One change of extreme importance had taken place since the Cuban revolt of 1868-78. This was the development of the modern American newspaper. It was no longer possible for the people at large to remain ignorant of what was taking place at their very doors. Correspondents braved the yellow fever and imprisonment in order to furnish the last details of each new horror. Foremost in this work were William Randolph Hearst, who made new records of sensationalism in his papers, particularly in the New York Journal, and Joseph Pulitzer, proprietor of the New York World. Hearst is reported to have said that it cost him three millions to bring on the Spanish American War. The net result of all this newspaper activity was that it became impossible for the American people to remain in happy ignorance of what was going on in the world. Their reaction to the facts was their own.

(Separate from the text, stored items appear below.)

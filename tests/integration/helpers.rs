//! Helper functions for integration tests

use feedwatch::config::Config;
use serde_json::Value;
use wiremock::matchers::{method, path};
use wiremock::{Mock, MockServer, ResponseTemplate};

pub const XMLRPC_OK: &str =
    "<?xml version=\"1.0\"?><methodResponse><params><param><value><boolean>1</boolean>\
     </value></param></params></methodResponse>";

/// Config polling `feed` with default thresholds and no alert channels
pub fn create_test_config(feed: &MockServer) -> Value {
    serde_json::json!({
        "source": { "url": format!("{}/status", feed.uri()), "timeout": 5 }
    })
}

pub fn with_webhook(mut config: Value, hooks: &MockServer) -> Value {
    config["alerts"]["webhook"] = serde_json::json!({
        "recipients": [format!("{}/alert", hooks.uri())]
    });
    config
}

pub fn with_sms(mut config: Value, gateway: &MockServer) -> Value {
    config["alerts"]["sms"] = serde_json::json!({
        "url": format!("{}/RPC2", gateway.uri()),
        "from_msisdn": "4711",
        "recipients": ["0815"]
    });
    config
}

pub fn with_heartbeat(mut config: Value, collector: &MockServer) -> Value {
    config["heartbeat"] = serde_json::json!({ "url": format!("{}/RPC2", collector.uri()) });
    config
}

pub fn parse_config(config: Value) -> Config {
    serde_json::from_value(config).unwrap()
}

/// Replace whatever the feed serves with `document`
pub async fn serve_status(feed: &MockServer, document: &str) {
    feed.reset().await;
    Mock::given(method("GET"))
        .and(path("/status"))
        .respond_with(ResponseTemplate::new(200).set_body_string(document))
        .mount(feed)
        .await;
}

pub async fn accept_alerts(hooks: &MockServer) {
    Mock::given(method("POST"))
        .and(path("/alert"))
        .respond_with(ResponseTemplate::new(204))
        .mount(hooks)
        .await;
}

pub async fn accept_xmlrpc(server: &MockServer) {
    Mock::given(method("POST"))
        .and(path("/RPC2"))
        .respond_with(ResponseTemplate::new(200).set_body_string(XMLRPC_OK))
        .mount(server)
        .await;
}

/// JSON bodies of all alerts posted to `hooks`
pub async fn posted_alerts(hooks: &MockServer) -> Vec<Value> {
    hooks
        .received_requests()
        .await
        .unwrap_or_default()
        .iter()
        .map(|request| serde_json::from_slice(&request.body).unwrap())
        .collect()
}

/// A status document with one attribute-only host element per `(name, age, value)`
pub fn status_document(hosts: &[(&str, u64, f64)]) -> String {
    let hosts = hosts
        .iter()
        .map(|(name, age, value)| format!(r#"<host name="{name}" age="{age}" value="{value}"/>"#))
        .collect::<String>();
    format!("<status>{hosts}</status>")
}
//! Area and mission records

use serde::{Deserialize, Serialize};
use std::collections::BTreeMap;

/// One entry of the areas table
#[derive(Debug, Clone, PartialEq, Serialize, Deserialize)]
pub struct AreaDef {
    pub name: String,
    #[serde(default)]
    pub description: String,
    #[serde(default)]
    pub possible_enemies: Vec<String>,
    #[serde(default)]
    pub possible_bosses: Vec<String>,
    /// Area ids reachable from here
    #[serde(default)]
    pub connections: Vec<String>,
    #[serde(default)]
    pub can_rest: bool,
    #[serde(default)]
    pub rest_cost: u32,
}

#[derive(Debug, Clone, Copy, PartialEq, Eq, Hash, Serialize, Deserialize)]
#[serde(rename_all = "snake_case")]
pub enum MissionKind {
    Kill,
    Collect,
}

/// Target amount for a mission: a single count, or one count per item for multi-item collects
#[derive(Debug, Clone, PartialEq, Eq, Serialize, Deserialize)]
#[serde(untagged)]
pub enum TargetCount {
    Single(u32),
    PerItem(BTreeMap<String, u32>),
}

impl Default for TargetCount {
    fn default() -> Self {
        TargetCount::Single(1)
    }
}

/// What a target field names: one enemy or item, or several items
#[derive(Debug, Clone, PartialEq, Eq, Serialize, Deserialize)]
#[serde(untagged)]
pub enum MissionTarget {
    One(String),
    Many(Vec<String>),
}

impl MissionTarget {
    pub fn names(&self) -> Vec<&str> {
        match self {
            MissionTarget::One(name) => vec![name.as_str()],
            MissionTarget::Many(names) => names.iter().map(String::as_str).collect(),
        }
    }
}

/// One entry of the missions table
#[derive(Debug, Clone, PartialEq, Serialize, Deserialize)]
pub struct MissionDef {
    pub name: String,
    #[serde(default)]
    pub description: String,
    #[serde(rename = "type")]
    pub kind: MissionKind,
    pub target: MissionTarget,
    #[serde(default)]
    pub target_count: TargetCount,
    #[serde(default)]
    pub reward: MissionReward,
}

#[derive(Debug, Clone, Default, PartialEq, Eq, Serialize, Deserialize)]
pub struct MissionReward {
    #[serde(default)]
    pub experience: u32,
    #[serde(default)]
    pub gold: u32,
    #[serde(default)]
    pub items: Vec<String>,
}
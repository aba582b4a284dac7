//! Player choices during a battle

use crate::character::Character;
use crate::data::{GameData, ItemDef, SpellDef};
use crate::foe::Foe;
use std::collections::{BTreeSet, VecDeque};

#[derive(Debug, Clone, PartialEq, Eq)]
pub enum PlayerAction {
    Attack,
    UseItem(String),
    Defend,
    Flee,
    CastSpell(String),
    /// Unrecognized input; costs the turn
    Invalid(String),
}

/// What the player can see when choosing an action
#[derive(Debug)]
pub struct TurnView<'a> {
    pub round: u32,
    pub player: &'a Character,
    pub foe: &'a Foe,
    /// Consumables held, one entry per distinct item id
    pub consumables: Vec<(&'a str, &'a ItemDef)>,
    /// Spells the equipped weapon can channel; empty without a magic weapon
    pub spells: Vec<(&'a str, &'a SpellDef)>,
}

impl<'a> TurnView<'a> {
    pub fn new(round: u32, player: &'a Character, foe: &'a Foe, data: &'a GameData) -> Self {
        let mut consumables = player.inventory.consumables(data);
        let mut seen = BTreeSet::new();
        consumables.retain(|(id, _)| seen.insert(*id));
        TurnView {
            round,
            player,
            foe,
            consumables,
            spells: castable_spells(player, data),
        }
    }

    pub fn can_cast(&self) -> bool {
        !self.spells.is_empty()
    }
}

/// Spells allowed by the player's equipped magic weapon
pub fn castable_spells<'a>(player: &Character, data: &'a GameData) -> Vec<(&'a str, &'a SpellDef)> {
    let Some(weapon) = player.equipment.weapon.as_deref() else {
        return Vec::new();
    };
    if !data.item(weapon).map_or(false, |item| item.magic_weapon) {
        return Vec::new();
    }
    data.spells
        .iter()
        .filter(|(_, spell)| spell.allowed_weapons.iter().any(|w| w == weapon))
        .map(|(id, spell)| (id.as_str(), spell))
        .collect()
}

/// Source of player decisions; the only blocking point of a battle
pub trait BattleInput {
    fn choose_action(&mut self, view: &TurnView<'_>) -> PlayerAction;
}

/// Plays back a fixed list of actions, then keeps attacking
#[derive(Debug, Clone, Default)]
pub struct ScriptedInput {
    actions: VecDeque<PlayerAction>,
}

impl ScriptedInput {
    pub fn new(actions: impl IntoIterator<Item = PlayerAction>) -> Self {
        ScriptedInput {
            actions: actions.into_iter().collect(),
        }
    }

    pub fn remaining(&self) -> usize {
        self.actions.len()
    }
}

impl BattleInput for ScriptedInput {
    fn choose_action(&mut self, _view: &TurnView<'_>) -> PlayerAction {
        self.actions.pop_front().unwrap_or(PlayerAction::Attack)
    }
}

#[cfg(test)]
mod tests {
    use super::*;
    use crate::foe::Enemy;
    use crate::testing::{sample_data, warrior};

    #[test]
    fn test_spells_need_magic_weapon() {
        let data = sample_data();
        let mut hero = warrior(&data);
        hero.equipment.weapon = Some("rusty_sword".to_string());
        assert!(castable_spells(&hero, &data).is_empty());

        hero.equipment.weapon = Some("oak_staff".to_string());
        let ids: Vec<_> = castable_spells(&hero, &data).into_iter().map(|(id, _)| id).collect();
        assert_eq!(ids, vec!["fireball", "mend", "slow", "stone_skin"]);
    }

    #[test]
    fn test_view_dedups_consumables() {
        let data = sample_data();
        let mut hero = warrior(&data);
        hero.inventory.add("health_potion");
        hero.inventory.add("health_potion");
        let foe = Foe::from(Enemy::from_def(&data.enemies["goblin"]));

        let view = TurnView::new(1, &hero, &foe, &data);
        assert_eq!(view.consumables.len(), 1);
        assert!(!view.can_cast());
    }

    #[test]
    fn test_scripted_input_falls_back_to_attack() {
        let data = sample_data();
        let hero = warrior(&data);
        let foe = Foe::from(Enemy::from_def(&data.enemies["goblin"]));
        let view = TurnView::new(1, &hero, &foe, &data);

        let mut input = ScriptedInput::new([PlayerAction::Defend]);
        assert_eq!(input.choose_action(&view), PlayerAction::Defend);
        assert_eq!(input.choose_action(&view), PlayerAction::Attack);
        assert_eq!(input.remaining(), 0);
    }
}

President Cleveland modeled his policy upon that of Grant and Grant's Secretary, Hamilton Fish. He did not recognize the independence of the Cuban republic, for that would have meant immediate war with Spain; nor did he recognize even its belligerency. Public men in the United States were still convinced that Great Britain had erred in recognizing the belligerency of the Southern Confederacy, and consistency of foreign policy demanded that the Government should not accord recognition to a Government without a navy, a capital, or fixed territory. This decision made it particularly difficult for the President to perform his acknowledged duty to Spain, of preventing aid being sent from the United States to the insurgents. He issued the proper proclamations, and American officials were reasonably diligent, it is true, but without any of the special powers which would have resulted from a recognized state of war they were unable to prevent a leakage of supplies. As a result General Weyler had some ground for saying, though with characteristic Spanish extravagance, that it was American aid which gave life to the revolt.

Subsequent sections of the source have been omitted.